État actuel des ordinateurs quantiques

L'informatique quantique est un domaine en évolution rapide, mais les ordinateurs quantiques actuels présentent encore des limitations importantes :

État des lieux (2025)
  • Qubits physiques : Les systèmes les plus avancés atteignent quelques centaines de qubits physiques (IBM Quantum a annoncé son processeur Eagle de 433 qubits en 2022 et vise 4000+ qubits d'ici 2025)
  • Taux d'erreur : Les qubits actuels sont sujets à des taux d'erreur élevés (~0.1-1%), nécessitant des codes de correction d'erreurs qui multiplient le nombre de qubits physiques nécessaires
  • Temps de cohérence : La durée pendant laquelle les qubits maintiennent leur état quantique reste limitée (typiquement moins d'une milliseconde)
  • Profondeur de circuit : Le nombre d'opérations quantiques consécutives pouvant être effectuées avant que les erreurs ne dominent est encore restreint

Pour exécuter l'algorithme de Shor sur un nombre suffisamment grand pour être cryptographiquement significatif (par exemple, casser RSA-2048), il faudrait :

  • Environ 4000-5000 qubits logiques (sans erreur)
  • Avec les codes de correction d'erreurs actuels, cela pourrait nécessiter des millions de qubits physiques fonctionnant de manière cohérente
  • Des profondeurs de circuit beaucoup plus importantes que ce qui est réalisable aujourd'hui

Bien que les systèmes cryptographiques actuels ne soient pas menacés immédiatement, le rythme des progrès en informatique quantique justifie la préparation anticipée de la transition vers la cryptographie post-quantique.
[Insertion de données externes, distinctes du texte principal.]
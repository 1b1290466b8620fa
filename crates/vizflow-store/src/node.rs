//! Node record: one prompt/response exchange.

use chrono::{DateTime, FixedOffset};
use serde::{Deserialize, Serialize};

use crate::Result;
use crate::clock::now;
use crate::record::Record;

/// Speaker of a text segment.
#[derive(Debug, Clone, Copy, PartialEq, Eq, Serialize, Deserialize)]
#[serde(rename_all = "snake_case")]
pub enum Role {
    User,
    Assistant,
    System,
}

impl Role {
    pub fn as_str(&self) -> &'static str {
        match self {
            Self::User => "user",
            Self::Assistant => "assistant",
            Self::System => "system",
        }
    }
}

impl std::fmt::Display for Role {
    fn fmt(&self, f: &mut std::fmt::Formatter<'_>) -> std::fmt::Result {
        f.write_str(self.as_str())
    }
}

#[derive(Debug, Clone, PartialEq, Serialize, Deserialize)]
pub struct Segment {
    pub role: Role,
    pub text: String,
}

/// Token statistics for one side of the exchange.
#[derive(Debug, Clone, PartialEq, Serialize, Deserialize)]
pub struct Usage {
    pub role: Role,
    /// Tokens.
    pub count: u64,
    /// Seconds.
    pub duration: f64,
    /// Tokens per second.
    pub rate: f64,
}

impl Usage {
    pub fn new(role: Role, count: u64, duration: f64) -> Self {
        let rate = if duration > 0.0 {
            count as f64 / duration
        } else {
            0.0
        };
        Self {
            role,
            count,
            duration,
            rate,
        }
    }
}

/// Whether this node has been folded into a flow summary.
#[derive(Debug, Clone, PartialEq, Serialize, Deserialize)]
pub struct Summary {
    pub updated: bool,
    pub last_built: DateTime<FixedOffset>,
}

/// A stored exchange.
///
/// Content is fixed at creation; only [`tags`](Node::tags) and
/// [`summary`](Node::summary) change afterwards. `id` and `timestamp` lead
/// the document so header extraction can stop early.
#[derive(Debug, Clone, PartialEq, Serialize, Deserialize)]
pub struct Node {
    pub id: String,
    pub timestamp: DateTime<FixedOffset>,
    #[serde(default)]
    pub model: String,
    #[serde(default)]
    pub segments: Vec<Segment>,
    #[serde(default)]
    pub usage: Vec<Usage>,
    pub summary: Summary,
    #[serde(default)]
    pub tags: Vec<String>,
}

impl Node {
    /// Build a node from fresh content, normalising every segment.
    pub fn from_new(id: impl Into<String>, new: NewNode) -> Self {
        let timestamp = now();
        Self {
            id: id.into(),
            timestamp,
            model: new.model,
            segments: new
                .segments
                .into_iter()
                .map(|s| Segment {
                    role: s.role,
                    text: normalize(&s.text),
                })
                .collect(),
            usage: new.usage,
            summary: Summary {
                updated: false,
                last_built: timestamp,
            },
            tags: new.tags,
        }
    }

    /// Text of the first segment spoken by `role`.
    pub fn text_of(&self, role: Role) -> Option<&str> {
        self.segments
            .iter()
            .find(|s| s.role == role)
            .map(|s| s.text.as_str())
    }
}

impl Record for Node {
    const KIND: &'static str = "node";
    const EXTENSION: &'static str = "yaml";
    const TIMESTAMP_KEY: &'static str = "timestamp";

    fn id(&self) -> &str {
        &self.id
    }

    fn timestamp(&self) -> DateTime<FixedOffset> {
        self.timestamp
    }

    fn encode(&self) -> Result<String> {
        Ok(serde_yaml::to_string(self)?)
    }

    fn decode(text: &str) -> Result<Self> {
        Ok(serde_yaml::from_str(text)?)
    }
}

/// Content for a node about to be created.
#[derive(Debug, Clone, Default)]
pub struct NewNode {
    pub model: String,
    pub segments: Vec<Segment>,
    pub usage: Vec<Usage>,
    pub tags: Vec<String>,
}

impl NewNode {
    /// A user prompt and the assistant's response.
    pub fn exchange(prompt: &str, response: &str, model: impl Into<String>) -> Self {
        Self {
            model: model.into(),
            segments: vec![
                Segment {
                    role: Role::User,
                    text: prompt.to_string(),
                },
                Segment {
                    role: Role::Assistant,
                    text: response.to_string(),
                },
            ],
            ..Self::default()
        }
    }

    pub fn with_usage(mut self, usage: Usage) -> Self {
        self.usage.push(usage);
        self
    }

    pub fn with_tags(mut self, tags: impl IntoIterator<Item = String>) -> Self {
        self.tags.extend(tags);
        self
    }
}

/// Strip trailing whitespace and unify line endings to `\n`.
pub fn normalize(text: &str) -> String {
    text.trim_end().replace("\r\n", "\n").replace('\r', "\n")
}

#[cfg(test)]
mod tests {
    use super::*;

    #[test]
    fn test_normalize() {
        assert_eq!(normalize("a\r\nb\rc  \n\n"), "a\nb\nc");
        assert_eq!(normalize("   "), "");
        assert_eq!(normalize("  leading kept"), "  leading kept");
    }

    #[test]
    fn test_from_new_normalises_segments() {
        let node = Node::from_new("n1", NewNode::exchange("hi\r\n", "hello\r\nthere  ", "gpt"));
        assert_eq!(node.text_of(Role::User), Some("hi"));
        assert_eq!(node.text_of(Role::Assistant), Some("hello\nthere"));
        assert_eq!(node.text_of(Role::System), None);
        assert!(!node.summary.updated);
        assert_eq!(node.summary.last_built, node.timestamp);
    }

    #[test]
    fn test_usage_rate() {
        assert_eq!(Usage::new(Role::User, 100, 4.0).rate, 25.0);
        assert_eq!(Usage::new(Role::Assistant, 10, 0.0).rate, 0.0);
    }

    #[test]
    fn test_document_leads_with_header() {
        let node = Node::from_new(
            "n1",
            NewNode::exchange("q", "a", "m").with_usage(Usage::new(Role::User, 3, 1.0)),
        );
        let text = node.encode().unwrap();
        let mut lines = text.lines();
        assert_eq!(lines.next(), Some("id: n1"));
        assert!(lines.next().unwrap().starts_with("timestamp: "));
        assert!(text.contains("role: assistant"));

        assert_eq!(Node::decode(&text).unwrap(), node);
    }

    #[test]
    fn test_role_display() {
        assert_eq!(Role::System.to_string(), "system");
    }
}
Exemple: Estimation de la puissance quantique nécessaire

Pour casser RSA-2048 avec l'algorithme de Shor :

  • Environ 4096 qubits logiques seraient nécessaires
  • Avec les codes de correction d'erreurs actuels, cela pourrait nécessiter des millions de qubits physiques
  • Les plus grands ordinateurs quantiques actuels disposent d'environ 100-200 qubits physiques avec des taux d'erreur significatifs

Bien que RSA ne soit pas menacé immédiatement, la préparation à l'ère post-quantique est déjà en cours.

4.4. Cryptographie post-quantique

La cryptographie post-quantique regroupe des algorithmes cryptographiques qui, contrairement à RSA ou ECC, sont considérés comme résistants aux attaques utilisant des ordinateurs quantiques.

Principales familles d'algorithmes post-quantiques

Famille Base mathématique Exemples Caractéristiques
Réseaux euclidiens Problèmes difficiles sur les réseaux (LWE, RLWE) CRYSTALS-Kyber, NTRU Clés relativement petites, opérations rapides
Codes correcteurs Problème du décodage par syndrome Classic McEliece Très étudiés, grandes clés
Systèmes multivariés Résolution d'équations quadratiques multivariées Rainbow Signatures compactes, mais clés volumineuses
Isogénies Problèmes sur les courbes elliptiques supersingulières SIKE Clés très compactes, mais opérations lentes
Fonctions de hachage Propriétés des fonctions de hachage SPHINCS+ Sécurité reposant sur des hypothèses minimales

Standardisation NIST

Le National Institute of Standards and Technology (NIST) a lancé en 2016 un processus de standardisation pour sélectionner des algorithmes post-quantiques. En juillet 2022, les premiers algorithmes sélectionnés ont été annoncés :

  • Pour le chiffrement à clé publique et l'établissement de clés : CRYSTALS-Kyber
  • Pour les signatures numériques : CRYSTALS-Dilithium, FALCON et SPHINCS+

Ce processus continue pour sélectionner des algorithmes additionnels et plus diversifiés.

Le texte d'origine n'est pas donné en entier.